Toby Ovod-Everett toby at ovod-everett.org
Thu Aug 18 14:33:16 UTC 2005

On Wed, Aug 17, 2005 at 12:47:39PM +0200, jbgarcia at uvigo.es wrote:
> Hi, Jecel !
> Thank you for your answer.
> > > What's the role of the mirror, here ? Is it related to preformance ?
> > 
> > It isn't a performance issue at all, but rather a matter of good object
> > oriented design. The paper I mentioned last month goes into details
> > about why mirrors are a good idea (http://bracha.org/mirrors.pdf) but
> > here is a short answer:
> I've browsed the article and I've also read your answer.

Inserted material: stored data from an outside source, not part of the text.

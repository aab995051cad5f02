//! Video link extraction from saved HTML pages.
//!
//! A pure text scan: no network access. Links are recognized with the same
//! URL grammar the classifier uses for single videos.

use crate::classify::{embedded_video_re, video_item_id};
use std::collections::HashSet;
use std::fs;
use std::io;
use std::path::Path;

/// Unique video URLs in `html`, in first-seen order.
///
/// Two links to the same video on different VK hosts count as one. When
/// `owner` is given only videos of that owner id (e.g. `4725344` or
/// `-1719791`) are kept.
pub fn extract_video_urls(html: &str, owner: Option<&str>) -> Vec<String> {
    let owner = owner.map(str::trim).filter(|o| !o.is_empty());
    let mut seen = HashSet::new();
    let mut urls = Vec::new();

    for caps in embedded_video_re().captures_iter(html) {
        let (Some(whole), Some(owner_id), Some(video_id)) = (caps.get(0), caps.get(1), caps.get(2))
        else {
            continue;
        };
        if owner.is_some_and(|o| o != owner_id.as_str()) {
            continue;
        }
        if seen.insert(video_item_id(owner_id.as_str(), video_id.as_str())) {
            urls.push(whole.as_str().to_string());
        }
    }
    urls
}

/// Read an HTML file, tolerating invalid UTF-8.
pub fn read_html(path: &Path) -> io::Result<String> {
    let bytes = fs::read(path)?;
    Ok(String::from_utf8_lossy(&bytes).into_owned())
}

/// Write one URL per line, usable as a list file.
pub fn write_url_list(path: &Path, urls: &[String]) -> io::Result<()> {
    let mut text = urls.join("\n");
    text.push('\n');
    fs::write(path, text)
}

#[cfg(test)]
mod tests {
    use super::*;
    use crate::classify::read_list_file;
    use tempfile::TempDir;

    const FIXTURE: &str = r#"<html><body>
<a href="https://vkvideo.ru/video111_1">one</a>
<div data-href="https://vkvideo.ru/video222_5"></div>
<a href="https://vkvideo.ru/video111_2?list=ln-abc">two</a>
<a href="https://vkvideo.ru/video111_1">one again</a>
<a href="https://vkvideo.ru/video222_6">other owner</a>
<script>var u = "https://vkvideo.ru/video111_3";</script>
<a href="https://vkvideo.ru/video222_5">other again</a>
</body></html>"#;

    #[test]
    fn test_owner_filter_keeps_only_owner_links() {
        let urls = extract_video_urls(FIXTURE, Some("111"));
        assert_eq!(
            urls,
            vec![
                "https://vkvideo.ru/video111_1",
                "https://vkvideo.ru/video111_2",
                "https://vkvideo.ru/video111_3",
            ]
        );
    }

    #[test]
    fn test_without_filter_all_unique_in_order() {
        let urls = extract_video_urls(FIXTURE, None);
        assert_eq!(
            urls,
            vec![
                "https://vkvideo.ru/video111_1",
                "https://vkvideo.ru/video222_5",
                "https://vkvideo.ru/video111_2",
                "https://vkvideo.ru/video222_6",
                "https://vkvideo.ru/video111_3",
            ]
        );
    }

    #[test]
    fn test_negative_owner_and_host_aliases() {
        let html = "https://vk.com/video-1719791_10 https://vkvideo.ru/video-1719791_10 \
                    https://vkvideo.ru/video-1719791_11 https://vkvideo.ru/video1719791_12";
        let urls = extract_video_urls(html, Some("-1719791"));
        assert_eq!(
            urls,
            vec!["https://vk.com/video-1719791_10", "https://vkvideo.ru/video-1719791_11"]
        );
    }

    #[test]
    fn test_write_then_read_as_list_file() {
        let dir = TempDir::new().unwrap();
        let path = dir.path().join("urls.txt");
        let urls = extract_video_urls(FIXTURE, Some("111"));

        write_url_list(&path, &urls).unwrap();

        let content = fs::read_to_string(&path).unwrap();
        assert_eq!(content.lines().count(), 3);
        assert_eq!(read_list_file(&path).unwrap(), urls);
    }

    #[test]
    fn test_read_html_lossy() {
        let dir = TempDir::new().unwrap();
        let path = dir.path().join("dump.html");
        let mut bytes = b"<a href=\"https://vkvideo.ru/video1_2\">".to_vec();
        bytes.extend_from_slice(&[0xff, 0xfe]);
        fs::write(&path, bytes).unwrap();

        let html = read_html(&path).unwrap();
        assert_eq!(extract_video_urls(&html, None), vec!["https://vkvideo.ru/video1_2"]);
        assert!(read_html(&dir.path().join("missing.html")).is_err());
    }
}
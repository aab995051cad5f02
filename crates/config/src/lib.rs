//! Configuration module for the VK Video batch downloader
//!
//! Handles loading configuration from TOML files, environment variable overrides
//! and validation of the merged result.

pub mod config;

pub use config::*;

Though there isn't
> anything wrong in Mirrors for me, I am not totally convinced about them.
> If you don't have mirrors, then the functionalty related to reflection (i.e. the
> set of methods which actually add methods or attributes, etc.) will be in the
> "Object" or however the root of inheritance is named. I suppose this the way
> Smalltalk does it, this is the way Java implements it, and anyway it is the way
> I am implementing it in Zero ( http://trevinca.ei.uvigo.es/~jgarcia/TO/zero/ ).
> The only "bad thing" is that it makes the "Object" object to be quite "big", in
> terms of number of methods.

Placing all of the mirror slots into a generic "Object" object also introduces
the possibility of name collision should one desire to add additional
functionality to the mirror down the road.  Isolating the reflective behavior
into a mirror object has the benefit of creating a new namespace that is, in
effect, named "reflect ".

Having co-implemented Self-like behavior in Perl (see Class::Prototyped), it
was a big sigh of relief to move all of the mirror behavior into a mirror
object, for it meant I could add behavior to my heart's content without
worrying about the potential for namespace collisions/occlusions.